One can shrug off some items posted on-line for any number of reasons. However, a post reading, “You don’t need religion to have morals. If you can’t determine right from wrong then you lack empathy, not religion,” simply begs for a response. Someone OneOldCop knows and respects posted it. Seeing such simplistic nonsense posted by a person one knows to be intelligent and educated is painful.
The desire to believe a statement of this nature is understandable. Religion, rightly or wrongly, has been blamed for many of man’s problems over the years. If someone learned about religion in the public schools or most institutions of higher education, anything negative said about religion sounds intellectual. The fact it is understandable does not make it true. It simply makes it sensible sounding hogwash.

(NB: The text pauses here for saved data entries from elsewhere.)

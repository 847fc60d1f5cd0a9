//! Top-level application orchestration.
//!
//! `src/main.rs` is intentionally tiny; this module is the "real main" that:
//! - parses CLI arguments (with `.env` defaults)
//! - loads model grids and observations
//! - runs the sampler
//! - prints reports/plots
//! - writes optional exports

use std::path::PathBuf;

use clap::Parser;

use crate::cli::{Command, FitArgs, LookupArgs, SimulateArgs};
use crate::domain::{
    FitConfig, FitMode, ModeKind, ObservationFilter, SingleStarLayout, StartOverrides,
};
use crate::error::AppError;

pub mod pipeline;

/// Entry point for the `cmdfit` binary.
pub fn run() -> Result<(), AppError> {
    // A missing .env is fine; variables may come from the shell.
    if let Ok(path) = dotenvy::dotenv() {
        log::debug!("loaded environment from {}", path.display());
    }
    let cli = crate::cli::Cli::parse();

    match cli.command {
        Command::Fit(args) => handle_fit(args),
        Command::Lookup(args) => handle_lookup(args),
        Command::Simulate(args) => handle_simulate(args),
        Command::Tui(args) => handle_tui(args),
    }
}

fn handle_fit(args: FitArgs) -> Result<(), AppError> {
    let data_path = resolve_data_path(&args)?;
    let config = fit_config_from_args(&args, data_path);
    let output = pipeline::run_fit(&config)?;

    println!("{}", crate::report::format_run_summary(&output, &config));

    if config.plot {
        match crate::plot::CmdAxes::for_band_count(output.observations.band_count()) {
            Some(axes) => {
                let stars = crate::plot::observed_points(&output.observations, axes);
                let track = output
                    .median()
                    .map(|p| {
                        crate::plot::isochrone_track(
                            &output.grids,
                            p.feh(),
                            p.age(),
                            axes,
                            crate::plot::TRACK_SAMPLES,
                        )
                    })
                    .unwrap_or_default();
                let (x_label, y_label) = axes.labels(output.observations.bands());
                println!("{y_label} vs {x_label}");
                println!(
                    "{}",
                    crate::plot::render_cmd(&stars, &track, config.plot_width, config.plot_height)
                );
            }
            None => log::info!("a colour-magnitude plot needs at least two bands; skipping"),
        }

        let chain = output.run.chain();
        let trace_height = (config.plot_height / 2).max(5);
        for param in 0..chain.ndim() {
            println!(
                "{}",
                crate::plot::render_trace(chain, param, config.plot_width, trace_height)
            );
        }
    }

    pipeline::write_exports(&output, &config)
}

fn handle_tui(args: FitArgs) -> Result<(), AppError> {
    let data_path = resolve_data_path(&args)?;
    let config = fit_config_from_args(&args, data_path);
    crate::tui::run(config)
}

fn handle_lookup(args: LookupArgs) -> Result<(), AppError> {
    let grids = pipeline::load_grid_set(
        &args.model.model_dir,
        &args.model.model_ext,
        args.model.corrections.as_deref(),
        args.model.distance_modulus,
        &args.bands,
    )?;
    print!(
        "{}",
        crate::report::format_lookup(&grids, args.age, args.mass, args.feh, args.secondary)
    );
    Ok(())
}

fn handle_simulate(args: SimulateArgs) -> Result<(), AppError> {
    let grids = pipeline::load_grid_set(
        &args.model.model_dir,
        &args.model.model_ext,
        args.model.corrections.as_deref(),
        args.model.distance_modulus,
        &args.bands,
    )?;
    let config = crate::data::SimulationConfig {
        feh: args.feh,
        log_age: args.age,
        stars: args.stars,
        sigma: args.sigma,
        seed: args.seed,
    };
    let observations = crate::data::simulate_cluster(&grids, &config)?;
    crate::io::write_observations_csv(&args.output, &observations)?;
    println!(
        "Wrote {} stars ([Fe/H]={}, log age={}) to {}",
        observations.star_count(),
        args.feh,
        args.age,
        args.output.display()
    );
    Ok(())
}

fn resolve_data_path(args: &FitArgs) -> Result<PathBuf, AppError> {
    match &args.data {
        Some(path) => crate::cli::picker::validate_data_path(path),
        None => crate::cli::picker::prompt_for_data_path(&args.bands),
    }
}

pub fn fit_config_from_args(args: &FitArgs, data_path: PathBuf) -> FitConfig {
    let mode = match args.mode {
        ModeKind::Population => FitMode::Population,
        ModeKind::Single => FitMode::SingleStar(SingleStarLayout {
            star: args.star,
            fit_secondary: args.binary,
            fit_field: args.fit_field,
        }),
    };

    FitConfig {
        model_dir: args.model.model_dir.clone(),
        model_ext: args.model.model_ext.clone(),
        data_path,
        bands: args.bands.clone(),
        corrections: args.model.corrections.clone(),
        distance_modulus: args.model.distance_modulus,

        mode,
        p_field: args.p_field,
        filter: ObservationFilter {
            mag_min: args.mag_min,
            mag_max: args.mag_max,
            min_uncertainty: args.min_err,
            max_uncertainty: args.max_err,
        },
        mass_nodes: args.mass_nodes,

        walkers: args
            .walkers
            .unwrap_or_else(|| crate::sampler::default_walkers(&mode)),
        steps: args.steps,
        burn_in: args.burn_in,
        seed: args.seed,
        jitter: args.jitter,
        start: StartOverrides {
            feh: args.start_feh,
            age: args.start_age,
            primary_mass: args.start_mass,
            secondary_mass: args.start_secondary,
            p_field: args.start_p_field,
        },

        plot: args.plot && !args.no_plot,
        plot_width: args.width,
        plot_height: args.height,

        export_chain: args.export_chain.clone(),
        export_run: args.export_run.clone(),
    }
}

This piece of so-called philosophy is problematic in more than one way. For clarity and brevity, this essay will focus on the quotation’s most glaring problem, in this writer’s opinion. The assumption that empathy is the source of one’s ability to tell right from wrong is so wrong it is a sin. Empathy has nothing to do with knowing right from wrong.
For the record, empathy has more than one definition. The one being referenced above seems to be, “the action of understanding, being aware of, being sensitive to, and vicariously experiencing the feelings, thoughts, and experience of another of either the past or present without having the feelings, thoughts, and experience fully communicated in an objectively explicit manner; also: the capacity for this.” (Merriam-Webster.com) In simpler terms, empathy is the ability to feel or sense the emotions of another without a detailed description from the person in question.
The idea quoted above assumes empathy will make someone act in a moral manner. Empathy is probably a desirable sense or ability for most people. However, the idea that it will control one’s behavior is stretching its value significantly. Understanding how anyone could think it is the arbiter of moral behavior is even more of a stretch. For example, consider a bully.
Can a bully have empathy? If one believes the little ditty that inspired this essay, the answer would be a resounding no! According to that attempt at developing a mantra, empathy gives one the ability to tell right from wrong. If the unknown author’s position is correct, a bully cannot have empathy.
The truth is many bullies apparently empathize with the person they are tormenting. Some experts in the area of bullying, think a bully can often feel exactly what his or victim is feeling. That may be why the bully is a bully. The bully is passing on the pain and fear the bully experienced at some point. The bully can sense the pain and fear of another and revels in how it makes the bully feel.
The claim a bully can feel the pain of the victim will not seem logical to some. In fact, it has caused some issues for people who study bullying. Their response has been to decide there are two kinds of empathy. Some experts concluded that bullies have cognitive empathy, but they lack affective empathy. Basically, this means a bully can feel the pain of another, but the empathy does not change the bully’s behavior. One might argue the experts in question redefined empathy so they could relate it to the behavior.
A highly empathetic person may find it more difficult to harm another. That does not mean it is not possible. It simply means the person in question will feel, to some degree, the resulting feelings of the injured party.
Another problem for the empathy-leads-to-moral-behavior club is the fact the feelings of another have little if anything to do with many immoral or wrong acts. The most empathetic person in the world may be able to commit a wrong such as burglary and never have a second thought about the feelings of the victim.
Empathy does not work well in the absence of someone with whom one can be empathetic. For instance, understanding that a burglary will emotionally harm the victim is possible. At best, that understanding is abstract knowledge that a burglar can easily overlook or suppress.
What about a moral wrong that is not a crime. Adultery is still considered morally wrong by most people. Studies over the last thirty years found that the vast majority of people think adultery is wrong. Other studies discovered that millions of people in committed relationships engaged in some form of adultery during the relationship.
What does this mean when it comes the idea that a lack of empathy keeps people from knowing right from wrong? Are all of the people who cheated empathically challenged? Are millions of people in committed relationships so emotionally blind that they do not know this sort of behavior could do emotional harm to their partner? Are they all so shallowly connected to their partner that they do not have a feeling for the partner’s emotional state?
Another point about empathy needs to be made. If one believes the mantra that triggered OneOldCops thoughts, what about the behavior of one challenged in the empathy department. Will all people with low levels of empathy act immorally? Do all people who cannot sense another’s feelings have a problem knowing right from wrong? Would anyone, including the author of the drivel quoted earlier, claim that every empathically challenged individual is a psychopath?
The quotation that triggered this piece is correct in one way. One does not need religion to act morally. People who never set foot in a church or other place of worship can act morally. People who never prayed, read a religious text or believed in a higher power of any kind can behave morally and know right from wrong. If that part of the saying is true, two other questions arise. Where do people learn right from wrong, and what role if any does religion play in that process? Those dear readers are questions for another time.